Interactions Between Sigma Factor and Core RNA Polymerase Change During Promoter Escape

KEY CONCEPTS
-  A domain in sigma occupies the RNA exit channel and must be displaced to accommodate RNA synthesis.
- Initiation describes the synthesis of the first nucleotide bonds in RNA.
- Abortive initiations usually occur before the enzyme forms a true elongation complex.
- Sigma factor is usually released from RNA polymerase by the time the nascent RNA chain reaches approximately 10 nucleotides in length.
RNA polymerase encounters a dilemma in reconciling its needs for initiation with those for elongation. First, the RNA exit channel is actually occupied by part of the sigma factor, the linker connecting domains 3 and 4. Therefore, promoter escape must involve rearrangement of the sigma factor, displacing it from the RNA exit channel so that RNA synthesis can proceed. Second, initiation requires tight binding only to particular sequences (promoters), whereas elongation requires association with all sequences that the enzyme encounters during transcription. FIGURE 1 illustrates how the dilemma is solved by the reversible association of sigma factor with core enzyme.

FIGURE 1. Sigma factor and core enzyme recycle at different points in transcription.
Initiation involves the binding of the first two nucleotides and the formation of a phosphodiester bond between them. This generates a ternary complex containing RNA as well as DNA. At most promoters, an RNA chain forms that is several bases long and could be up to 9 bases long without movement of the polymerase down the template. The initiation phase is protracted by the occurrence of abortive events in which the enzyme makes short transcripts, releases them, and then starts synthesis of RNA again. The initiation stage ends when the polymerase succeeds in extending the chain and clears the promoter.
As mentioned above, the enzyme usually undergoes cycles of abortive initiation in the process of escaping from the promoter. The enzyme does not move down the template while it undergoes these abortive cycles. Rather, it pulls the first few nucleotides of downstream DNA into itself, extruding these single strands onto the surface of the enzyme in a process called DNA scrunching. By a mechanism that is not completely understood, the enzyme then escapes from this abortive cycling mode and enters the elongation phase .
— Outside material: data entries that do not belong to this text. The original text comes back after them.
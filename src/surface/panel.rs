// surface/panel.rs
// Panel shapes: geometry, derived front data, areas, sampling and projections

use super::Face;
use crate::error::{SimError, SimResult};
use crate::utils::{orthonormal_basis, Vec3};
use rand::Rng;
use serde::{Deserialize, Serialize};
use std::f64::consts::{PI, TAU};

/// Tolerance used to reject degenerate panel geometry.
const DEGENERATE: f64 = 1e-14;

#[derive(Clone, Copy, Debug, PartialEq, Eq, Hash, Serialize, Deserialize)]
#[serde(rename_all = "lowercase")]
pub enum PanelShape {
    Rect,
    Tri,
    Sph,
    Cyl,
    Hemi,
    Disk,
}

/// Defining points of a panel.
///
/// Planar shapes take their front side from the geometry (`Rect` and `Disk`
/// from the sign in `front`/`normal`, `Tri` from right-handed vertex order).
/// Curved shapes use `outward`: true when the front face points away from the
/// center or axis.
#[derive(Clone, Debug, PartialEq)]
pub enum PanelGeometry {
    /// Parallelogram `corner + u*edge1 + v*edge2`, `u, v` in `[0, 1]`.
    Rect { corner: Vec3, edge1: Vec3, edge2: Vec3, front_sign: f64 },
    Tri { points: [Vec3; 3] },
    Sph { center: Vec3, radius: f64, outward: bool },
    Cyl { start: Vec3, end: Vec3, radius: f64, outward: bool },
    /// Dome on the side of `axis` (pointing from the center to the pole).
    Hemi { center: Vec3, radius: f64, axis: Vec3, outward: bool },
    Disk { center: Vec3, radius: f64, normal: Vec3 },
}

impl PanelGeometry {
    pub fn shape(&self) -> PanelShape {
        match self {
            PanelGeometry::Rect { .. } => PanelShape::Rect,
            PanelGeometry::Tri { .. } => PanelShape::Tri,
            PanelGeometry::Sph { .. } => PanelShape::Sph,
            PanelGeometry::Cyl { .. } => PanelShape::Cyl,
            PanelGeometry::Hemi { .. } => PanelShape::Hemi,
            PanelGeometry::Disk { .. } => PanelShape::Disk,
        }
    }

    /// Axis-aligned rectangle perpendicular to `axis` (0..3). `front_sign` is +1
    /// when the front faces the positive axis direction.
    pub fn axis_rect(axis: usize, front_sign: f64, corner: Vec3, size: [f64; 2]) -> Self {
        let units = [Vec3::unit_x(), Vec3::unit_y(), Vec3::unit_z()];
        let a1 = units[(axis + 1) % 3];
        let a2 = units[(axis + 2) % 3];
        let edge1 = a1 * size[0];
        let edge2 = a2 * size[1];
        // edge1 x edge2 points along +axis when both sizes are positive
        let natural = if size[0] * size[1] > 0.0 { 1.0 } else { -1.0 };
        PanelGeometry::Rect { corner, edge1, edge2, front_sign: front_sign.signum() * natural }
    }

    fn translated(&self, delta: Vec3) -> Self {
        let mut g = self.clone();
        match &mut g {
            PanelGeometry::Rect { corner, .. } => *corner += delta,
            PanelGeometry::Tri { points } => {
                for p in points.iter_mut() {
                    *p += delta;
                }
            }
            PanelGeometry::Sph { center, .. }
            | PanelGeometry::Hemi { center, .. }
            | PanelGeometry::Disk { center, .. } => *center += delta,
            PanelGeometry::Cyl { start, end, .. } => {
                *start += delta;
                *end += delta;
            }
        }
        g
    }
}

#[derive(Clone, Debug)]
pub struct Panel {
    pub name: String,
    pub surface: usize,
    geom: PanelGeometry,
    oldgeom: PanelGeometry,
    /// Unit front normal for planar shapes, unit axis for cylinders and
    /// hemispheres, zero for spheres. Always derived from `geom`.
    front: Vec3,
    /// +1 when the front face is on the outside of a curved shape.
    orientation: f64,
    area: f64,
    /// Destination panel (index within the surface) and face per face.
    pub jump: [Option<(usize, Face)>; 2],
    /// Neighboring panels of the same surface, for surface-bound hopping.
    pub neighbors: Vec<usize>,
}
Although the release of sigma factor from the complex is not essential for promoter escape, dissociation of sigma factor from core usually occurs concurrently with or soon after promoter
escape. Sigma factor is in excess of core RNA polymerase, so release of sigma from holoenzyme is not simply to make it available for use in additional copies of holoenzyme. In fact, sigma factors compete for limiting copies of core RNA polymerase as a means of changing the transcription profile (see the discussion of multiple sigma factors later in this chapter in the section titled Competition for Sigma Factors Can Regulate Initiation).
The core enzyme in the ternary complex (which comprises DNA, nascent RNA, and RNA polymerase) is essentially “locked in” until elongation has been completed. As will be described shortly, this processivity results in part from the way the enzyme encircles the DNA and in part from the increase in the affinity of the enzyme forthe compl ex afforded by interactions with the nascent RNA. The drug rifampicin (a member of the rifamycin antibiotic family) blocks transcription by bacterial RNA polymerase. It is the major antibiotic used against tuberculosis. The crystal structure of RNA polymerase bound to rifampicin explains its action: It binds in a pocket of the β subunit, less than 12 Å away from the active site, but in a position where it blocks the path of the elongating RNA. By preventing the RNA chain from extending beyond two to three nucleotides, it blocks transcription.